PRIVATE GUIDE EXTRAORDINAIRE
The keystone in the Kweene Trails experience is the quality of the guiding, which is nothing short of brilliant: Simon Byron is recognised throughout the industry as being one of the continent’s very best wildlife guides.
As anyone who has had the opportunity to travel with Byron will know, what that means is so much more than having an encyclopedic knowledge of the land and the life it holds. It’s even more than being a super adept logistician. It’s about two things: one, the ability to build trust and so tell through doing the kind of stories that open up the raw beauty and logic of nature, turning a trip into the most thrilling of adventures; and two, it facilitates long-lasting relationships, especially those that see friendships begin and blossom between visitors and members of the local community, many of whom the Byrons know extremely well themselves, either through work or as partners.
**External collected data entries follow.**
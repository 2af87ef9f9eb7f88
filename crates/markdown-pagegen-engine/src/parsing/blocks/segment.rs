/// Separator between blocks: one blank line.
pub const BLOCK_SEPARATOR: &str = "\n\n";

/// Splits a document into blocks on blank lines.
///
/// Each block is trimmed; empty pieces (from runs of blank lines) are dropped.
/// Blocks borrow from `markdown`.
pub fn markdown_to_blocks(markdown: &str) -> Vec<&str> {
    markdown
        .split(BLOCK_SEPARATOR)
        .map(str::trim)
        .filter(|block| !block.is_empty())
        .collect()
}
All this is much better told in a wonderful piece by the Financial Times’s Mike Carter, who was lucky enough to be hosted by Byron on a trip that saw him traverse the Okavango ‘panhandle’ and ‘pan’, from top to bottom. The 160-mile excursion was conducted by speedboat, helicopter, mokoro, and on foot, with the quality of the itinerary leaving him in no doubt as to its otherworldliness: ‘The Okavango Delta is part Edenic — no roads, almost entirely unmarked by the trespass of man — and part Jurassic Park: the fence, the lost-worldness of it, the giant spur-winged geese flying under us like pterodactyls, the four-metre dinosaur-like crocodiles on the banks, the prehistoric-looking baobab trees.’